With 0% schema description coverage, the description fully compensates by documenting all 4 parameters with concrete examples (e.g., 'hdris, textures, models' for asset_type; conditional file_format mappings). This adds substantial semantic value beyond the naked schema, though it could clarify parameter relationships (required vs optional) explicitly.

Input schemas describe structure but not intent. Descriptions should explain non-obvious parameter relationships and valid value ranges.

Purpose5/5

Does the description clearly state what the tool does and how it differs from similar tools?

The description uses specific verbs ('Download and import') and identifies the exact resource ('Polyhaven asset') and destination ('Blender'). It clearly distinguishes from siblings like search_polyhaven_assets or download_sketchfab_model by specifying the Polyhaven source and dual download-import action.

Agents choose between tools based on descriptions. A clear purpose with a specific verb and resource helps agents select the right tool.

Usage Guidelines2/5

Does the description explain when to use this tool, when not to, or what alternatives exist?

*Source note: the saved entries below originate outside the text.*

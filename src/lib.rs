//! # context-tasks
//!
//! A personal task tracker where every task may belong to a context
//! (Work, Personal, ...), served over a JSON REST API.
//!
//! ## Layout
//!
//! - [`domain`]: contexts, tasks and the partial-update wrapper
//! - [`infrastructure`]: repository traits and the in-memory store
//! - [`api`]: axum handlers, DTOs, validation and error rendering
//! - [`config`]: environment-driven configuration
//! - [`server`]: listener bootstrap and graceful shutdown
//!
//! ## Example
//!
//! ```ignore
//! use context_tasks::api::{AppState, create_router};
//! use context_tasks::infrastructure::InMemoryStore;
//!
//! let store = InMemoryStore::with_default_contexts()?;
//! let router = create_router(AppState::in_memory(store));
//! ```

#![forbid(unsafe_code)]
#![warn(clippy::all)]
#![warn(clippy::pedantic)]
#![warn(clippy::nursery)]

pub mod api;
pub mod config;
pub mod domain;
pub mod infrastructure;
pub mod server;
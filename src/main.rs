//! context-tasks server entry point.
//!
//! ```bash
//! cargo run
//! ```
//!
//! The server listens on `0.0.0.0:3000` unless `HOST` / `PORT` say
//! otherwise. See [`context_tasks::config`] for every variable.

use anyhow::Context as _;
use tracing_subscriber::{EnvFilter, layer::SubscriberExt, util::SubscriberInitExt};

use context_tasks::api::{AppState, create_router};
use context_tasks::config::{AppConfig, LogFormat};
use context_tasks::infrastructure::InMemoryStore;
use context_tasks::server::Server;

const DEFAULT_LOG_FILTER: &str = "context_tasks=debug,tower_http=debug";

#[tokio::main]
async fn main() -> anyhow::Result<()> {
    dotenvy::dotenv().ok();

    let config = AppConfig::from_env();
    let log_format = config
        .as_ref()
        .map_or(LogFormat::default(), |config| config.log_format);
    init_tracing(log_format);

    let config = match config {
        Ok(config) => config,
        Err(error) => {
            tracing::error!(%error, "Configuration error");
            return Err(error.into());
        }
    };

    tracing::info!(
        address = %config.server.socket_addr(),
        seed_default_contexts = config.seed_default_contexts,
        "Starting context-tasks API"
    );

    let store = if config.seed_default_contexts {
        InMemoryStore::with_default_contexts().context("failed to seed default contexts")?
    } else {
        InMemoryStore::new()
    };

    let router = create_router(AppState::in_memory(store));

    Server::new(config.server).run(router).await
}

fn init_tracing(format: LogFormat) {
    let filter = EnvFilter::try_from_default_env().unwrap_or_else(|_| DEFAULT_LOG_FILTER.into());
    let registry = tracing_subscriber::registry().with(filter);

    match format {
        LogFormat::Pretty => registry.with(tracing_subscriber::fmt::layer()).init(),
        LogFormat::Json => registry
            .with(tracing_subscriber::fmt::layer().json())
            .init(),
    }
}
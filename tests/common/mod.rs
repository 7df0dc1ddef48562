//! Shared helpers for the HTTP integration tests.
//!
//! # Note
//!
//! Each file under `tests/` compiles as its own crate, so helpers used by
//! only one of them would otherwise warn as dead code.

#![allow(dead_code)]

use axum::Router;
use axum::body::Body;
use axum::http::{Method, Request, StatusCode, header};
use http_body_util::BodyExt;
use serde_json::Value;
use tower::ServiceExt;

use context_tasks::api::{AppState, create_router};
use context_tasks::infrastructure::InMemoryStore;

// =============================================================================
// Application Builders
// =============================================================================

/// Router backed by a store holding the four default contexts.
pub fn seeded_app() -> Router {
    let store = InMemoryStore::with_default_contexts().expect("default contexts seed");
    create_router(AppState::in_memory(store))
}

/// Router backed by an empty store.
pub fn empty_app() -> Router {
    create_router(AppState::in_memory(InMemoryStore::new()))
}

// =============================================================================
// Request Helpers
// =============================================================================

/// A decoded response: status plus the JSON body, or `Value::Null` when the
/// body is empty.
#[derive(Debug)]
pub struct TestResponse {
    pub status: StatusCode,
    pub body: Value,
}

/// Sends one request through a clone of `app`.
pub async fn send(app: &Router, request: Request<Body>) -> TestResponse {
    let response = app.clone().oneshot(request).await.expect("infallible router");
    let status = response.status();
    let bytes = response
        .into_body()
        .collect()
        .await
        .expect("readable body")
        .to_bytes();

    let body = if bytes.is_empty() {
        Value::Null
    } else {
        serde_json::from_slice(&bytes).expect("JSON response body")
    };

    TestResponse { status, body }
}

pub async fn get(app: &Router, uri: &str) -> TestResponse {
    send(
        app,
        Request::builder()
            .uri(uri)
            .body(Body::empty())
            .expect("valid request"),
    )
    .await
}

pub async fn delete(app: &Router, uri: &str) -> TestResponse {
    send(
        app,
        Request::builder()
            .method(Method::DELETE)
            .uri(uri)
            .body(Body::empty())
            .expect("valid request"),
    )
    .await
}

/// Sends `body` as `application/json`.
pub async fn send_json(app: &Router, method: Method, uri: &str, body: &Value) -> TestResponse {
    send_raw(app, method, uri, Some("application/json"), body.to_string()).await
}

/// Sends a raw body with an optional content type.
pub async fn send_raw(
    app: &Router,
    method: Method,
    uri: &str,
    content_type: Option<&str>,
    body: impl Into<String>,
) -> TestResponse {
    let mut builder = Request::builder().method(method).uri(uri);
    if let Some(content_type) = content_type {
        builder = builder.header(header::CONTENT_TYPE, content_type);
    }

    send(
        app,
        builder
            .body(Body::from(body.into()))
            .expect("valid request"),
    )
    .await
}

pub async fn post_json(app: &Router, uri: &str, body: &Value) -> TestResponse {
    send_json(app, Method::POST, uri, body).await
}

pub async fn patch_json(app: &Router, uri: &str, body: &Value) -> TestResponse {
    send_json(app, Method::PATCH, uri, body).await
}

// =============================================================================
// Assertions
// =============================================================================

/// Asserts that `body` carries a field error for `field` with `message`.
pub fn assert_field_error(body: &Value, field: &str, message: &str) {
    assert_eq!(body["code"], "VALIDATION_ERROR", "body: {body}");
    let details = body["details"].as_array().expect("details array");
    assert!(
        details
            .iter()
            .any(|detail| detail["field"] == field && detail["message"] == message),
        "expected {field}: {message} in {body}"
    );
}
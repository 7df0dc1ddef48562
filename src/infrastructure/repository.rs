//! Repository traits for domain entities.
//!
//! Every method returns a boxed `'static` future so the traits stay
//! object-safe and can be shared as `Arc<dyn ...>` inside the axum state.
//! Implementations do their work inside the future, so nothing happens
//! until it is awaited.

use futures::future::BoxFuture;
use thiserror::Error;

use crate::domain::{
    Context, ContextId, NewContext, NewTask, TaskId, TaskPatch, TaskWithContext,
};

// =============================================================================
// Repository Error
// =============================================================================

/// Errors that can occur during repository operations.
#[derive(Debug, Error, Clone, PartialEq, Eq)]
pub enum RepositoryError {
    /// Entity was not found.
    #[error("Entity not found: {0}")]
    NotFound(String),

    /// The backing store failed.
    #[error("Storage error: {0}")]
    Storage(String),
}

/// Result of [`ContextRepository::find_or_create`].
#[derive(Debug, Clone, PartialEq, Eq)]
pub struct ContextCreation {
    pub context: Context,
    /// False when an existing context with the same name was returned.
    pub created: bool,
}

// =============================================================================
// Context Repository
// =============================================================================

/// Repository trait for Context entities.
pub trait ContextRepository: Send + Sync {
    /// Stores a new context under the next id.
    ///
    /// Names are not checked for uniqueness; use [`Self::find_or_create`]
    /// when duplicates must be avoided.
    fn create(&self, context: NewContext) -> BoxFuture<'static, Result<Context, RepositoryError>>;

    /// Lists all contexts in id order.
    fn list(&self) -> BoxFuture<'static, Result<Vec<Context>, RepositoryError>>;

    /// Finds a context by its ID.
    fn find_by_id(
        &self,
        id: ContextId,
    ) -> BoxFuture<'static, Result<Option<Context>, RepositoryError>>;

    /// Finds a context whose name equals `name`, ignoring case.
    fn find_by_name(&self, name: &str)
    -> BoxFuture<'static, Result<Option<Context>, RepositoryError>>;

    /// Returns the context named like `context.name` (ignoring case), or
    /// creates it. The lookup and the insert happen atomically.
    fn find_or_create(
        &self,
        context: NewContext,
    ) -> BoxFuture<'static, Result<ContextCreation, RepositoryError>>;
}

// =============================================================================
// Task Repository
// =============================================================================

/// Repository trait for Task entities.
///
/// Reads return [`TaskWithContext`]: the implementation resolves each
/// task's context in the same operation.
pub trait TaskRepository: Send + Sync {
    /// Stores a new task under the next id.
    fn create(&self, task: NewTask) -> BoxFuture<'static, Result<TaskWithContext, RepositoryError>>;

    /// Lists all tasks in id order.
    fn list(&self) -> BoxFuture<'static, Result<Vec<TaskWithContext>, RepositoryError>>;

    /// Lists the tasks that reference `context_id`, in id order.
    fn list_by_context(
        &self,
        context_id: ContextId,
    ) -> BoxFuture<'static, Result<Vec<TaskWithContext>, RepositoryError>>;

    /// Finds a task by its ID.
    fn find_by_id(
        &self,
        id: TaskId,
    ) -> BoxFuture<'static, Result<Option<TaskWithContext>, RepositoryError>>;

    /// Merges `patch` over the stored task.
    ///
    /// # Errors
    ///
    /// Returns `RepositoryError::NotFound` if no task has this id.
    fn update(
        &self,
        id: TaskId,
        patch: TaskPatch,
    ) -> BoxFuture<'static, Result<TaskWithContext, RepositoryError>>;

    /// Deletes a task by its ID.
    ///
    /// Returns `Ok(true)` if the task was deleted, `Ok(false)` if it didn't exist.
    fn delete(&self, id: TaskId) -> BoxFuture<'static, Result<bool, RepositoryError>>;
}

While the description identifies what the tool does, it provides no explicit guidance on when to use it versus alternatives, prerequisites (e.g., that asset_id must be obtained from search_polyhaven_assets first), or when not to use it (e.g., for Sketchfab models or local files).

Agents often have multiple tools that could apply. Explicit usage guidance like "use X instead of Y when Z" prevents misuse.